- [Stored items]
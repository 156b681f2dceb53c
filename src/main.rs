use std::path::Path;
use std::process;

use log::{error, info};

use crskit::catalog::CATALOG;
use crskit::commands::{build_cli, CommandFactory, CrskitCommandFactory};
use crskit::config::{SystemDefinitions, SystemSet, DEFAULT_DEFINITIONS_FILE};
use crskit::utils::logger::Logger;

fn main() {
    let matches = build_cli().get_matches();

    Logger::init_global_logger(matches.get_flag("verbose"));

    let log_file = matches.get_one::<String>("log").map(String::as_str).unwrap_or("crskit.log");
    let logger = match Logger::new(log_file) {
        Ok(l) => l,
        Err(e) => {
            eprintln!("Error initializing logger: {}", e);
            process::exit(1);
        }
    };

    // Explicit --systems file, else the default file if present
    let definitions_path = matches.get_one::<String>("systems")
        .cloned()
        .or_else(|| Path::new(DEFAULT_DEFINITIONS_FILE).exists().then(|| DEFAULT_DEFINITIONS_FILE.to_string()));

    let user_systems = match definitions_path {
        Some(path) => match SystemDefinitions::from_file(&path) {
            Ok(definitions) => definitions.build(&CATALOG),
            Err(e) => {
                error!("Failed to load system definitions from {}: {}", path, e);
                eprintln!("Error: {}", e);
                process::exit(1);
            }
        },
        None => {
            info!("No system definitions loaded");
            SystemSet::new()
        }
    };

    let factory = CrskitCommandFactory::new(&CATALOG, user_systems);

    let command_result = factory.create_command(&matches, &logger);
    match command_result {
        Ok(command) => {
            if let Err(e) = command.execute() {
                error!("Command execution error: {}", e);
                eprintln!("Error: {}", e);
                process::exit(1);
            }
        },
        Err(e) => {
            error!("Failed to create command: {}", e);
            eprintln!("Error: {}", e);
            process::exit(1);
        }
    };
}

- [Activity]
Filter the entries down to the lines containing "SystemDefinitions". Copy each of those lines.

- [The answer]
use crskit::config::{SystemDefinitions, SystemSet, DEFAULT_DEFINITIONS_FILE};
        Some(path) => match SystemDefinitions::from_file(&path) {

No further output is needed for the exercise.